Mr Powell wasn't impressed either. ‘But, madam, you can understand . . .' His hand indicated not only the Dowager's position but her widow's weeds.
‘Sorry for your loss, ma'am.' The woman didn't look at Diana; her eyes were on Powell. ‘But, see, my daughter's missing and that man there knows where she is.'
It had been a terrible day, a terrible week for Makepeace and Oliver Hedley. After a breakneck journey from Newcastle to London, it had transpired that Andrew Ffoulkes, the rising young luminary of the diplomatic corps on whose help Makepeace had counted, was absent, sent abroad on a secret mission. At the house of the Marquis of Rockingham, another influential friend, they'd learned that the master was in Yorkshire.
Though they'd scattered money like rose petals around the Admiralty, its clerks had been too harassed by the developing situation at sea to search for the information needed by an increasingly distraught woman. When, finally, they'd managed to trace the fate of the
Lord Percy
, the news had been awful.
Nor had it been final; that was the thing. Apart from the fact that they had been involved in dreadful events, whether Philippa and Susan were alive or not was still uncertain; they had been supercargo, civilian passengers, and, as such, no department had been willing to assume responsibility for them.
At last, one clerk had been helpful. ‘You want the Sick and Hurt Office, ma'am. They got them sort of records.'
‘
I
know where she is?' Mr Powell asked now.
‘That's what they told me.' Makepeace was keeping her voice steady, but when she tried to get up from her chair she sagged. She hadn't eaten and had barely slept for seventy-two hours.
Oliver began to fan her with his hat. Idly, the Dowager handed him her fan. ‘Use that, young man.' She recognized desperation when she saw it and was touched. She turned to the commissioner. ‘Perhaps you had better deal with this person, Mr Powell. Now, I think, and here.'
‘Oah, but all records are in my office.'
‘They can be fetched,' the Dowager told him with finality. The woman was obviously exhausted. In any case, she found herself intrigued and had no intention of missing the story about to unfold. ‘I am prepared to wait.'
‘Very well, if your ladyship is sure.'
She was sure. She took a chair at the back of the room out of everyone's eyeline. ‘Please proceed.'
Obediently but somewhat put out, Mr Powell seated himself at the head of the table opposite Makepeace and Oliver. ‘Name?'
‘This is Mrs Hedley.

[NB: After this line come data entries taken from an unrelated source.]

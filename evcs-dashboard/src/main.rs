//! EV Charging Sessions Dashboard
//!
//! Shows the session table, four stat cards, energy-by-time-of-day and
//! sessions-by-day-of-week charts, a map of charging stations and an
//! optional cluster view over two numeric features.
//!
//! Data flow:
//! 1. On mount (and on every refresh/retry): fetch `/get_info` once and cache
//!    it in the session, then `/get_users`, then the map for the current filter.
//! 2. On user change: re-derive table, stats and charts from the cache and
//!    fetch only the stations for the new filter.
//! 3. On feature change: once both selectors hold distinct features, POST
//!    `/classify` and draw the scatter chart.
//!
//! Every draw goes through a memo so charts and the map are only rebuilt
//! when their spec actually changed.

use chrono::Local;
use evcs_chart_ui::components::{
    ChartContainer, ChartHeader, DataTable, ErrorDisplay, FeatureSelector, LegendEntry, RefreshBar,
    StatCards, UserSelector,
};
use evcs_chart_ui::js_bridge;
use evcs_chart_ui::state::AppState;
use evcs_data::cluster::SelectionError;
use evcs_model::{DashboardApi, UserFilter};
use dioxus::prelude::*;

/// DOM ids of the chart and map containers.
const BAR_CHART_ID: &str = "energy-by-time-chart";
const LINE_CHART_ID: &str = "sessions-by-day-chart";
const SCATTER_CHART_ID: &str = "cluster-chart";
const MAP_ID: &str = "stations-map";

fn main() {
    dioxus_logger::init(dioxus_logger::tracing::Level::INFO).expect("failed to init logger");
    dioxus::LaunchBuilder::new()
        .with_cfg(dioxus::web::Config::new().rootname("evcs-dashboard-root"))
        .launch(App);
}

/// Dataset, user list, then the map for the current filter.
async fn load_all(mut state: AppState) {
    let api = state.api.read().clone();

    let ticket = state.session.write().begin_load();
    let dataset = api.get_info(None).await;
    state
        .session
        .write()
        .complete_load(ticket, dataset, Local::now().time());

    let ticket = state.session.write().begin_users();
    let users = api.get_users().await;
    state.session.write().complete_users(ticket, users);

    let filter = state.session.read().filter().clone();
    let ticket = state.session.write().begin_map_load();
    let stations = api.get_stations(&filter).await;
    state.session.write().complete_map(ticket, stations);
}

/// Client-side filter, then a map fetch scoped to the new user.
async fn change_user(mut state: AppState, filter: UserFilter) {
    let api = state.api.read().clone();
    let ticket = state.session.write().select_user(filter.clone());
    let stations = api.get_stations(&filter).await;
    state.session.write().complete_map(ticket, stations);
}

/// Validate the selectors and run `/classify`.
fn classify(mut state: AppState, feat1: String, feat2: String) {
    let request = state.session.write().request_clusters(&feat1, &feat2);
    match request {
        Ok((ticket, request)) => {
            spawn(async move {
                let api = state.api.read().clone();
                let result = api.classify(&request).await;
                state.session.write().complete_clusters(ticket, result);
            });
        }
        Err(SelectionError::Incomplete) => {}
        Err(e) => {
            log::warn!("[EVCS] rejected feature selection: {}", e);
            if let Some(notice) = state.session.write().dismiss_notice() {
                js_bridge::alert(&notice);
            }
        }
    }
}

#[component]
fn App() -> Element {
    let mut state = use_context_provider(AppState::new);

    // ─── Effect 1: load the draw scripts once ───
    use_effect(move || {
        js_bridge::init_charts();
    });

    // ─── Effect 2: full fetch-and-render pass on mount and on every reload request ───
    use_effect(move || {
        let pass = (state.reload)();
        log::info!("[EVCS] starting load pass {}", pass);
        spawn(load_all(state));
    });

    // ─── Effect 3: cluster view once both features are chosen ───
    use_effect(move || {
        let feat1 = (state.feat1)();
        let feat2 = (state.feat2)();
        classify(state, feat1, feat2);
    });

    // ─── Draw effects: one memo per spec, redrawn only when it changes ───
    let bar = use_memo(move || state.session.read().view().bar.clone());
    let line = use_memo(move || state.session.read().view().line.clone());
    let scatter = use_memo(move || state.session.read().view().scatter.clone());
    let map = use_memo(move || state.session.read().view().map.clone());

    use_effect(move || {
        if let Some(spec) = bar() {
            js_bridge::render_bar_chart(BAR_CHART_ID, &spec);
        }
    });
    use_effect(move || {
        if let Some(spec) = line() {
            js_bridge::render_line_chart(LINE_CHART_ID, &spec);
        }
    });
    use_effect(move || match scatter() {
        Some(spec) => js_bridge::render_scatter_chart(SCATTER_CHART_ID, &spec),
        None => js_bridge::destroy_chart(SCATTER_CHART_ID),
    });
    use_effect(move || {
        js_bridge::render_stations_map(MAP_ID, &map());
    });

    let loading = state.is_loading();

    rsx! {
        div {
            style: "max-width: 1100px; margin: 0 auto; padding: 8px; font-family: system-ui, -apple-system, sans-serif;",

            h1 {
                style: "font-size: 22px; margin: 8px 0;",
                "EV Charging Sessions"
            }

            RefreshBar {}

            if let Some(err) = state.error_message() {
                ErrorDisplay {
                    message: err,
                    on_retry: move |_| state.request_reload(),
                }
            }

            StatCards {}

            UserSelector {
                on_change: move |filter: UserFilter| {
                    spawn(change_user(state, filter));
                },
            }

            DataTable {}

            div {
                style: "display: flex; flex-wrap: wrap; gap: 16px;",
                div {
                    style: "flex: 1; min-width: 320px;",
                    ChartHeader {
                        title: "Energy by Time of Day".to_string(),
                        x_axis: "Time of day".to_string(),
                        y_axis: "Energy (kWh)".to_string(),
                    }
                    ChartContainer {
                        id: BAR_CHART_ID.to_string(),
                        loading: loading,
                    }
                }
                div {
                    style: "flex: 1; min-width: 320px;",
                    ChartHeader {
                        title: "Sessions by Day of Week".to_string(),
                        x_axis: "Day of week".to_string(),
                        y_axis: "Sessions".to_string(),
                    }
                    ChartContainer {
                        id: LINE_CHART_ID.to_string(),
                        loading: loading,
                    }
                }
            }

            ChartHeader {
                title: "Charging Stations".to_string(),
                legend: vec![
                    LegendEntry { color: "#16a34a", label: "All visited" },
                    LegendEntry { color: "#dc2626", label: "None visited" },
                    LegendEntry { color: "#f59e0b", label: "Mixed" },
                ],
                note: "Numbers count stations sharing a location.".to_string(),
            }
            ChartContainer {
                id: MAP_ID.to_string(),
                min_height: 420,
            }

            div {
                style: "margin-top: 16px; padding-top: 8px; border-top: 1px solid #e0e0e0;",
                ChartHeader {
                    title: "Session Clusters".to_string(),
                    note: "Pick two different numeric features.".to_string(),
                }
                FeatureSelector {}
                ChartContainer {
                    id: SCATTER_CHART_ID.to_string(),
                    min_height: 400,
                }
            }
        }
    }
}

I am Oliver Hedley, her stepson.' Oliver took up the running. He produced a notebook. Having won her point and the necessary attention, Makepeace had slumped.
‘March the sixth this year,' Oliver said, ‘a Royal Navy dispatch carrier, the
Lord Percy
, left New York bound for London. My stepsister and a friend, Miss Susan Brewer, were onboard. Halfway across the Atlantic, the
Percy
was engaged by the American navy corvette
Pilgrim. Percy
's captain was killed.' Without looking up from his notes, Oliver put a hand on Makepeace's shoulder for a moment; she'd been fond of Captain Strang. ‘
Lord Percy
was forced to strike her colours and the remaining crew and passengers were taken aboard
Pilgrim
. That is what the Admiralty told us.'
Mr Powell rose from his chair. Makepeace looked up, quickly. ‘Are you listening?'
‘I'm sending for the records, madam,' Mr Powell told her. He went out into the corridor to speak to someone and came back to Oliver. ‘Yes, yes, continue. Your sister and friend, now aboard the
Pilgrim
. American vessel.'
‘They
were
. But on May the fourth
Pilgrim
encountered a British man-of-war, the
Riposte
and'—again Oliver's hand reached for Makepeace's shoulder—‘the
Riposte
sank the
Pilgrim
.'
There was silence. The Dowager averted her eyes and stared instead at a portrait of Commissioner Samuel Pepys.
Mr Commissioner Powell said, quite gently: ‘So the American vessel went down . . .'
Oliver nodded. ‘So the American went down but . . . but some of her people were picked up. The Admiralty says the
Riposte
took on survivors and headed for England. Home port Plymouth. She arrived there in June, we've learned that much. The Admiralty told us American prisoners were onboard and they were put in gaol. They don't know how many or their names or where they are . . .'
‘Excuse me again.' Once again, the commissioner went to the door and gave more orders.
Makepeace said, her voice rising: ‘So where is she? Where's my Philippa? Where's Susan Brewer? If they're in gaol . . . if you've put them in gaol . . .'
Mr Powell tutted. ‘No, no,' he said, ‘we don't put females in prison. Boys under twelve and females are set at liberty, see, but I'm not sure we keep the names.'
The starched and waxed sailor who'd accompanied the Dowager to the room came into it with a pile of ledgers.
‘Now then.' Mr Powell peered at the books. ‘Plymouth, Plymouth . . .' He selected one and licked his fingers. ‘June, June. Busy month, June and, o' course, Plymouth is a busy port. But yes, yere we are, HMS
Riposte
. Docked June the seventh to unload prisoners. Look at this now, there's near a hundred of 'em, French as well—she must have sunk a Frenchy on her way home. Prize money there then, I expect. Name again? Hedley, is it?'
‘Dapifer,' said Makepeace, her voice suddenly strong, like a tolling bell. ‘Her name is Philippa Dapifer.' It began to break as she added: ‘She's eleven years old. Twelve in September. Travelling with her godmother, Miss Susan Brewer.'
‘Sir Philip Dapifer was my stepsister's father,' Oliver added, knowing it would help.
It did. Mr Commissioner Powell looked up. ‘Not Sir
Philip
Dapifer? There now. Sir Philip. A good friend to the Admiralty, Sir Philip. Not that I knew him well, mind, but . . .'
‘Just get on,' Makepeace said, wearily.
Encouraged that he was not dealing with hoi polloi anymore, Mr Powell got on, his spectacles glinting in the turn from side to side as his eyes searched the page of a closely written list.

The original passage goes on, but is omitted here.